Other Regions and Indices: Euro Stoxx 50, Nikkei 225, MOEX
- Euro Stoxx 50: On January 22, the European market will primarily depend on external factors. Reaction to US data, outcomes of discussions in Davos, and dynamics in oil prices and the euro rate will set the tone for the index. A strong report from LVMH may support the luxury stock segment in France, but overall, Euro Stoxx 50 will follow the global investor sentiment towards risk.
- MOEX / Russia: No major corporate events are scheduled for this date — the primary flow of annual reports is expected in February-March. Therefore, external factors (oil prices, ruble exchange rate, global risk appetite) will serve as the key driver for the Moscow Exchange. Geopolitical news or sanctions might cause individual fluctuations.
Day's Summary: What Investors Should Focus On
- 1) US Inflation: The release of CPI and PCE data is the day’s key factor. Any deviation from forecasts will immediately impact expectations regarding Fed rates and bond yield movements, triggering a surge in equity market volatility (particularly in the tech sector) after 16:30 MSK.

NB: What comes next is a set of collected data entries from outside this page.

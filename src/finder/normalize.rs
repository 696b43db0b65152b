use crate::document::{Candidate, DocumentBackend, RangeRef};
use crate::selection::PositionedRange;
use std::sync::Arc;

/// Ranges that survived normalization and a message per dropped candidate.
#[derive(Debug, Default)]
pub struct Normalized {
    pub ranges: Vec<PositionedRange>,
    pub warnings: Vec<String>,
}

/// Turn candidates into positioned ranges.
///
/// A candidate's own range is used when it is still live, then its
/// range-valued attribute, and finally a range materialized from its bounds.
/// Candidates that cannot be positioned are dropped with a warning.
pub fn normalize(backend: &dyn DocumentBackend, candidates: Vec<Candidate>) -> Normalized {
    let document: Arc<str> = Arc::from(backend.document_id());
    let mut out = Normalized::default();

    for candidate in candidates {
        match position(backend, &candidate) {
            Ok(range) => out.ranges.push(PositionedRange {
                kind: candidate.kind,
                text: range.text,
                start: range.start,
                end: range.end,
                document: Arc::clone(&document),
            }),
            Err(reason) => {
                tracing::warn!(
                    kind = %candidate.kind,
                    start = candidate.start,
                    end = candidate.end,
                    "dropping candidate: {reason}"
                );
                out.warnings.push(format!(
                    "{} at [{}, {}): {reason}",
                    candidate.kind, candidate.start, candidate.end
                ));
            }
        }
    }

    out
}

fn position(backend: &dyn DocumentBackend, candidate: &Candidate) -> Result<RangeRef, String> {
    let live = |range: &Option<RangeRef>| range.as_ref().filter(|r| backend.is_live(r)).cloned();

    if let Some(range) = live(&candidate.native) {
        return Ok(range);
    }
    if let Some(range) = live(&candidate.range) {
        return Ok(range);
    }
    if candidate.start == candidate.end {
        return Err("no live range and an empty span".to_string());
    }
    backend
        .materialize(candidate.start, candidate.end)
        .map_err(|e| e.to_string())
}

- 2) Economic Momentum: A combination of GDP and labor market indicators in the US will reveal the resilience of growth. Strong figures will bolster confidence in the economy (but also the likelihood of a more stringent Fed policy), whereas weak ones will heighten expectations for a softer tone from the regulator. This will influence risk appetite – from trends in the S&P 500 / Nasdaq indices to sentiments in emerging markets.
- 3) Commodity Markets: EIA reports on oil and gas could provoke price movements in energy resources. Observe how oil reacts to inventory data – rising prices will support energy company stocks and commodity currencies (rubel, Canadian dollar), while falling prices will weaken these market segments.
- 4) Corporate Surprises: Key reports of the day (Intel, P&G, LVMH, etc.) will locally impact corresponding sectors and indices. Unexpectedly strong results in technology or consumer sectors will uplift overall market sentiment, while disappointments will intensify sell-offs in affected industries. The balance between macro and micro factors will determine market direction.
- 5) Risk Management: On a day with numerous events, it is vital for investors to remain cautious. It’s advisable to pre-define acceptable fluctuation ranges for key portfolio assets and establish trigger levels for orders. Utilizing limit orders and hedging tools will help mitigate potential losses during sharp market movements.